▸ **TASK REQUIREMENTS**
Every line holding "bool" should be copied from the records below.

Saved entries:
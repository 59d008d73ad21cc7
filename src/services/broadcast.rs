//! Push fan-out over the connection registry.
//!
//! DESIGN
//! ======
//! Every connection owns a bounded `mpsc` channel drained by its socket task.
//! Fan-out uses `try_send`: a full channel drops that one push for that one
//! peer, and a closed channel marks the peer for pruning. Pruning happens
//! after the read lock is released so broadcasts never hold the write lock
//! while iterating.

#[cfg(test)]
#[path = "broadcast_test.rs"]
mod tests;

use frames::Push;
use tokio::sync::mpsc::error::TrySendError;
use tracing::{debug, info, warn};

use crate::state::{AppState, ClientId};

/// Who receives a broadcast.
#[derive(Debug, Clone, PartialEq, Eq)]
pub enum Audience {
    /// Connections subscribed to this diagram.
    Diagram(String),
    /// Every open connection.
    All,
}

impl Audience {
    fn includes(&self, subscription: Option<&str>) -> bool {
        match self {
            Self::All => true,
            Self::Diagram(diagram_id) => subscription == Some(diagram_id.as_str()),
        }
    }
}

/// Send `push` to every connection in `audience` except `exclude`.
///
/// Returns the number of connections the push was queued for.
pub async fn broadcast(state: &AppState, audience: &Audience, push: &Push, exclude: Option<&str>) -> usize {
    let mut delivered = 0;
    let mut closed: Vec<ClientId> = Vec::new();
    {
        let clients = state.clients.read().await;
        for (client_id, client) in clients.iter() {
            if exclude == Some(client_id.as_str()) || !audience.includes(client.diagram_id.as_deref()) {
                continue;
            }
            match client.tx.try_send(push.clone()) {
                Ok(()) => delivered += 1,
                Err(TrySendError::Full(_)) => {
                    warn!(%client_id, kind = push.kind(), "client channel full; dropping push");
                }
                Err(TrySendError::Closed(_)) => closed.push(client_id.clone()),
            }
        }
    }

    if !closed.is_empty() {
        let mut clients = state.clients.write().await;
        for client_id in &closed {
            clients.remove(client_id);
        }
        info!(pruned = closed.len(), "pruned closed connections");
    }

    debug!(kind = push.kind(), ?audience, delivered, "broadcast");
    delivered
}

/// Queue `push` for one connection. Returns `false` if it is gone or full.
pub async fn send_to(state: &AppState, client_id: &str, push: Push) -> bool {
    let clients = state.clients.read().await;
    let Some(client) = clients.get(client_id) else {
        return false;
    };
    match client.tx.try_send(push) {
        Ok(()) => true,
        Err(e) => {
            warn!(%client_id, error = %e, "direct push not queued");
            false
        }
    }
}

▸ **REPLY TO THE EXERCISE**
    fn includes(&self, subscription: Option<&str>) -> bool {
pub async fn send_to(state: &AppState, client_id: &str, push: Push) -> bool {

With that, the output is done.